Pulmonary function tests are really — pulmonary is lung, and pulmonary function testing is breathing tests. What are they for? What they’re for is to tell us how much lung capacity a patient has. How are these tests done? You’ll be asked to go in a small room and a respiratory therapist will tell you to take deep breaths in and out, and they’ll tell you to take a big, big deep breath, and blow it all the way out — blow, blow, blow, and that tells us how much total air is in the lung and then they’ll do all kinds of calculations.
What you should know is about 40 years ago, they took 1,000 patients, your same height, weight, age, sex and race that never smoked cigarettes, that never complained of a lung problem like asthma or something else, and they did that same test, then they averaged those findings together to come up with what’s called a predicted or a reference value. The beauty of that is, that’s what normal is for someone just like you, and then when you do the test, they compare you to that normal reference value and come up with a percentage of the predicted value.
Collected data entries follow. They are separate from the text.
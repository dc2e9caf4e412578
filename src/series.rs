//! a bounded, rolling window of per-core observations.

use {std::collections::VecDeque, thiserror::Error};

#[cfg(test)]
mod tests;

/// retains the most recent observations of each core.
///
/// the store holds one sequence of tick indices, and one sequence of percentages per core. all of
/// these sequences are index-aligned and always have the same length, which never exceeds the
/// store's capacity. once the window is full, each append evicts the oldest entry.
#[derive(Clone, Debug)]
pub struct SeriesStore {
    /// the maximum number of ticks retained.
    capacity: usize,
    /// the tick index of each retained observation.
    ticks: VecDeque<u64>,
    /// the retained percentages, one series per core.
    cores: Vec<VecDeque<f64>>,
}

/// an immutable copy of a [`SeriesStore`]'s window.
#[derive(Clone, Debug, Default, PartialEq)]
pub struct Snapshot {
    /// the tick index of each retained observation, oldest first.
    pub ticks: Vec<u64>,
    /// the retained percentages, one series per core, aligned with `ticks`.
    pub cores: Vec<Vec<f64>>,
}

/// an observation did not cover the number of cores being monitored.
#[derive(Clone, Copy, Debug, Eq, Error, PartialEq)]
#[error("expected values for {expected} cores, got {actual}")]
pub struct CardinalityMismatch {
    pub expected: usize,
    pub actual: usize,
}

// === impl SeriesStore ===

impl SeriesStore {
    /// returns an empty store for `cores` cores, retaining at most `capacity` ticks.
    ///
    /// # panics
    ///
    /// panics if `capacity` or `cores` is zero. [`Config`][crate::Config] guarantees neither is.
    pub fn new(capacity: usize, cores: usize) -> Self {
        assert!(capacity > 0, "window capacity must be at least one");
        assert!(cores > 0, "core count must be at least one");

        Self {
            capacity,
            ticks: Self::ring(capacity),
            cores: (0..cores).map(|_| Self::ring(capacity)).collect(),
        }
    }

    /// one spare slot holds the newest entry until the oldest is evicted.
    fn ring<T>(capacity: usize) -> VecDeque<T> {
        VecDeque::with_capacity(capacity + 1)
    }

    /// appends an observation made at `tick`.
    ///
    /// `values` must hold one percentage per core; otherwise the store is left untouched and a
    /// [`CardinalityMismatch`] is returned.
    pub fn append(&mut self, tick: u64, values: &[f64]) -> Result<(), CardinalityMismatch> {
        let Self {
            capacity,
            ticks,
            cores,
        } = self;

        if values.len() != cores.len() {
            return Err(CardinalityMismatch {
                expected: cores.len(),
                actual: values.len(),
            });
        }

        ticks.push_back(tick);
        for (series, value) in cores.iter_mut().zip(values) {
            series.push_back(*value);
        }

        if ticks.len() > *capacity {
            ticks.pop_front();
            for series in cores.iter_mut() {
                series.pop_front();
            }
        }

        debug_assert!(cores.iter().all(|series| series.len() == ticks.len()));
        Ok(())
    }

    /// returns a copy of the current window.
    pub fn snapshot(&self) -> Snapshot {
        let Self { ticks, cores, .. } = self;

        Snapshot {
            ticks: ticks.iter().copied().collect(),
            cores: cores
                .iter()
                .map(|series| series.iter().copied().collect())
                .collect(),
        }
    }

    /// the number of ticks currently retained.
    pub fn len(&self) -> usize {
        self.ticks.len()
    }

    pub fn is_empty(&self) -> bool {
        self.ticks.is_empty()
    }

    /// the maximum number of ticks retained.
    pub fn capacity(&self) -> usize {
        self.capacity
    }

    /// the number of cores being monitored.
    pub fn cores(&self) -> usize {
        self.cores.len()
    }
}

// === impl Snapshot ===

impl Snapshot {
    /// the number of cores in this snapshot.
    pub fn core_count(&self) -> usize {
        self.cores.len()
    }

    /// the oldest and newest tick in the window, if any.
    pub fn span(&self) -> Option<(u64, u64)> {
        let Self { ticks, .. } = self;
        ticks.first().copied().zip(ticks.last().copied())
    }

    /// the newest percentage of each core, if any.
    pub fn latest(&self) -> Option<Vec<f64>> {
        self.cores
            .iter()
            .map(|series| series.last().copied())
            .collect()
    }
}
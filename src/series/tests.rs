use super::*;

/// appends each tick in `range`, each core reporting the tick index plus its own offset.
fn fill(store: &mut SeriesStore, range: std::ops::Range<u64>) {
    let cores = store.cores();
    for tick in range {
        let values = (0..cores).map(|c| (tick + c as u64) as f64).collect::<Vec<_>>();
        store.append(tick, &values).unwrap();
    }
}

#[test]
fn starts_empty() {
    let store = SeriesStore::new(4, 2);
    assert!(store.is_empty());
    assert_eq!(store.capacity(), 4);
    assert_eq!(store.cores(), 2);

    let snapshot = store.snapshot();
    assert!(snapshot.ticks.is_empty());
    assert_eq!(snapshot.cores, vec![Vec::<f64>::new(), Vec::new()]);
    assert_eq!(snapshot.span(), None);
    assert_eq!(snapshot.latest(), None);
}

#[test]
fn window_is_bounded() {
    let mut store = SeriesStore::new(5, 3);
    for tick in 0..20 {
        fill(&mut store, tick..tick + 1);
        let snapshot = store.snapshot();
        assert!(snapshot.ticks.len() <= 5);
        assert_eq!(snapshot.ticks.len(), (tick as usize + 1).min(5));
    }
}

#[test]
fn series_stay_aligned() {
    let mut store = SeriesStore::new(3, 4);
    for tick in 0..10 {
        fill(&mut store, tick..tick + 1);
        let snapshot = store.snapshot();
        assert_eq!(snapshot.core_count(), 4);
        for series in &snapshot.cores {
            assert_eq!(series.len(), snapshot.ticks.len());
        }
    }
}

#[test]
fn oldest_tick_trails_by_capacity() {
    let mut store = SeriesStore::new(8, 1);
    fill(&mut store, 0..30);
    let snapshot = store.snapshot();
    assert_eq!(snapshot.span(), Some((30 - 8, 29)));
    assert!(snapshot.ticks.windows(2).all(|w| w[1] == w[0] + 1));
}

#[test]
fn capacity_of_one_keeps_the_newest() {
    let mut store = SeriesStore::new(1, 2);
    fill(&mut store, 0..3);
    let snapshot = store.snapshot();
    assert_eq!(snapshot.ticks, vec![2]);
    assert_eq!(snapshot.cores, vec![vec![2.0], vec![3.0]]);
}

#[test]
fn wrong_cardinality_leaves_state_unchanged() {
    let mut store = SeriesStore::new(3, 2);
    fill(&mut store, 0..2);
    let before = store.snapshot();

    let err = store.append(2, &[1.0, 2.0, 3.0]).unwrap_err();
    assert_eq!(
        err,
        CardinalityMismatch {
            expected: 2,
            actual: 3
        }
    );
    let err = store.append(2, &[]).unwrap_err();
    assert_eq!(err.actual, 0);

    assert_eq!(store.snapshot(), before);
}

#[test]
fn snapshot_is_detached() {
    let mut store = SeriesStore::new(2, 1);
    fill(&mut store, 0..1);
    let snapshot = store.snapshot();
    fill(&mut store, 1..3);

    assert_eq!(snapshot.ticks, vec![0]);
    assert_eq!(store.snapshot().ticks, vec![1, 2]);
}

#[test]
fn two_cores_three_wide() {
    let mut store = SeriesStore::new(3, 2);
    let observations = [[10.0, 20.0], [30.0, 40.0], [50.0, 60.0], [70.0, 80.0]];
    for (tick, values) in observations.iter().enumerate() {
        store.append(tick as u64, values).unwrap();
    }

    let snapshot = store.snapshot();
    assert_eq!(snapshot.ticks, vec![1, 2, 3]);
    assert_eq!(snapshot.cores[0], vec![30.0, 50.0, 70.0]);
    assert_eq!(snapshot.cores[1], vec![40.0, 60.0, 80.0]);
    assert_eq!(snapshot.latest(), Some(vec![70.0, 80.0]));
}

#[test]
#[should_panic(expected = "window capacity")]
fn zero_capacity_is_rejected() {
    let _ = SeriesStore::new(0, 1);
}
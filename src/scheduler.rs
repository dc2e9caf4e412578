//! the fixed-cadence tick loop.

use {
    crate::{
        config::Config,
        display::DisplayAdapter,
        history::History,
        sampler::Sampler,
        series::CardinalityMismatch,
        source::{Clock, SystemClock},
    },
    crossbeam_channel::{Receiver, RecvTimeoutError, Sender},
    std::{
        io,
        thread::{self, JoinHandle},
        time::Duration,
    },
    thiserror::Error,
    tracing::{debug, error, info},
};

pub use self::ticker::{TickStats, Ticker};

mod ticker;


/// fires ticks at a fixed interval, on a thread of its own.
///
/// a scheduler starts out idle. [`Scheduler::start()`] begins ticking, and [`Scheduler::stop()`]
/// ends it for good. dropping a running scheduler stops it too.
///
/// ticks are never dropped. each tick is due one interval after the previous one fired; a tick
/// that is already overdue when the previous one finishes fires straight away, so a handler that
/// keeps overrunning the interval sees its ticks back-to-back. no attempt is made to catch up on
/// the lost time.
pub struct Scheduler<S, H, D, C = SystemClock> {
    state: State<S, H, D, C>,
}

enum State<S, H, D, C> {
    Idle {
        ticker: Ticker<S, H, D>,
        cadence: Cadence<C>,
    },
    Running {
        /// dropped to ask the tick thread to stop.
        stop: Sender<()>,
        worker: JoinHandle<Ticker<S, H, D>>,
    },
    Stopped,
}

/// when ticks fire.
struct Cadence<C> {
    clock: C,
    interval: Duration,
    limit: Option<u64>,
}

#[derive(Debug, Error)]
pub enum SchedulerError {
    #[error("the scheduler is already running")]
    AlreadyRunning,
    #[error("the scheduler has not been started")]
    NotRunning,
    #[error("the scheduler has stopped, and cannot be restarted")]
    Stopped,
    #[error("failed to spawn the tick thread: {0}")]
    Spawn(#[source] io::Error),
    #[error("the tick thread panicked")]
    Panicked,
}

// === impl Scheduler ===

impl<S, H, D> Scheduler<S, H, D>
where
    S: Sampler + Send + 'static,
    H: History + Send + 'static,
    D: DisplayAdapter + Send + 'static,
{
    /// returns an idle scheduler.
    ///
    /// fails if the sampler does not observe exactly as many cores as `config` asks for.
    pub fn new(
        config: &Config,
        sampler: S,
        history: H,
        display: D,
    ) -> Result<Self, CardinalityMismatch> {
        Self::with_clock(config, sampler, history, display, SystemClock)
    }
}

impl<S, H, D, C> Scheduler<S, H, D, C>
where
    S: Sampler + Send + 'static,
    H: History + Send + 'static,
    D: DisplayAdapter + Send + 'static,
    C: Clock + Send + 'static,
{
    /// returns an idle scheduler, measuring its cadence with `clock`.
    pub fn with_clock(
        config: &Config,
        sampler: S,
        history: H,
        display: D,
        clock: C,
    ) -> Result<Self, CardinalityMismatch> {
        let ticker = Ticker::new(config, sampler, history, display)?;
        let cadence = Cadence {
            clock,
            interval: config.tick_interval(),
            limit: config.tick_limit(),
        };

        Ok(Self {
            state: State::Idle { ticker, cadence },
        })
    }

    /// begins firing ticks.
    ///
    /// the first tick fires immediately. if the tick thread cannot be spawned, the scheduler is
    /// left stopped.
    pub fn start(&mut self) -> Result<(), SchedulerError> {
        let Self { state } = self;

        match std::mem::replace(state, State::Stopped) {
            State::Idle { ticker, cadence } => {
                let (stop, stopped) = crossbeam_channel::bounded::<()>(0);
                let interval = cadence.interval;
                let worker = thread::Builder::new()
                    .name("tach-scheduler".to_owned())
                    .spawn(move || cadence.run(ticker, stopped))
                    .map_err(SchedulerError::Spawn)?;

                info!(interval_ms = interval.as_millis(), "scheduler started");
                *state = State::Running { stop, worker };
                Ok(())
            }
            running @ State::Running { .. } => {
                *state = running;
                Err(SchedulerError::AlreadyRunning)
            }
            State::Stopped => Err(SchedulerError::Stopped),
        }
    }

    /// stops firing ticks, and returns the [`Ticker`].
    ///
    /// a tick that is in flight is allowed to finish. once this returns, the window will not change
    /// and nothing more is written to the history.
    pub fn stop(&mut self) -> Result<Ticker<S, H, D>, SchedulerError> {
        self.finish(true)
    }

    /// waits for a scheduler with a tick limit to stop by itself, and returns the [`Ticker`].
    ///
    /// NB: without a tick limit, this blocks forever.
    pub fn wait(&mut self) -> Result<Ticker<S, H, D>, SchedulerError> {
        self.finish(false)
    }

    /// returns `true` once the tick thread has exited.
    pub fn is_finished(&self) -> bool {
        match &self.state {
            State::Idle { .. } => false,
            State::Running { worker, .. } => worker.is_finished(),
            State::Stopped => true,
        }
    }

    fn finish(&mut self, signal: bool) -> Result<Ticker<S, H, D>, SchedulerError> {
        let Self { state } = self;

        match std::mem::replace(state, State::Stopped) {
            State::Running { stop, worker } => {
                if signal {
                    drop(stop);
                    worker.join().map_err(|_| SchedulerError::Panicked)
                } else {
                    let ticker = worker.join().map_err(|_| SchedulerError::Panicked);
                    drop(stop);
                    ticker
                }
            }
            idle @ State::Idle { .. } => {
                *state = idle;
                Err(SchedulerError::NotRunning)
            }
            State::Stopped => Err(SchedulerError::Stopped),
        }
    }
}

impl<S, H, D, C> Drop for Scheduler<S, H, D, C> {
    /// a running scheduler is stopped, so that its tick thread never outlives it.
    fn drop(&mut self) {
        let Self { state } = self;

        if let State::Running { stop, worker } = std::mem::replace(state, State::Stopped) {
            drop(stop);
            if worker.join().is_err() {
                error!("the tick thread panicked");
            }
        }
    }
}

// === impl Cadence ===

impl<C: Clock> Cadence<C> {
    /// fires ticks until asked to stop, or until the tick limit is reached.
    fn run<S, H, D>(self, mut ticker: Ticker<S, H, D>, stopped: Receiver<()>) -> Ticker<S, H, D>
    where
        S: Sampler,
        H: History,
        D: DisplayAdapter,
    {
        let Self {
            clock,
            interval,
            limit,
        } = self;

        let mut due = clock.now();
        loop {
            if limit.is_some_and(|limit| ticker.fired() >= limit) {
                info!(limit, "tick limit reached");
                break;
            }

            // sleep until the next tick is due, waking early if asked to stop.
            let wait = due.saturating_duration_since(clock.now());
            match stopped.recv_timeout(wait) {
                Err(RecvTimeoutError::Timeout) => {}
                Ok(()) | Err(RecvTimeoutError::Disconnected) => {
                    debug!("scheduler asked to stop");
                    break;
                }
            }

            let fired = clock.now();
            ticker.tick();
            due = fired + interval;
        }

        let TickStats {
            fired,
            sampled,
            unavailable,
            rejected,
            persisted,
            persist_failures,
            rendered,
            render_failures,
        } = ticker.stats();
        info!(
            fired,
            sampled,
            unavailable,
            rejected,
            persisted,
            persist_failures,
            rendered,
            render_failures,
            "scheduler stopped"
        );

        ticker
    }
}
Maybe you’re 80% or better, that’s considered normal; maybe you’re 60% of what a normal person is, maybe you’re 50%, 40%, etc. What that tells your doctors is a few things — one, can you tolerate taking out a piece of your lung for surgery? What we wouldn’t want to do is take out the tumor and the good lung around it if you didn’t have enough reserve to breathe normally or without oxygen or not be really disabled in the future. Surgeons are willing to operate on you but they have to know that you have enough reserve, so we get pulmonary function studies to know whether you have enough reserve to tolerate an operation.
Another reason to get pulmonary function studies is if you’re having radiation treatments and were, for example, to get short of breath afterwards, we may want to know: is the radiation affecting the lung? Having a baseline set of breathing tests for a pulmonologist is incredibly important — for us, it’s like the EKG that a cardiologist reads, it tells us how you are, how closely you compare to a normal person, and then we can follow you over time. So for example, before lung surgery we can get breathing tests, and then six months or so after lung surgery we might get a new baseline to know how much lung you’ve lost and how well you’re tolerating the procedure of having a piece of your lung taken out. We can also then hopefully sometimes use medications to help improve the lung function, sometimes even before surgery, but certainly after surgery if you're having difficulty breathing.
They’re very simple tests, they don’t hurt, and their information is incredibly useful.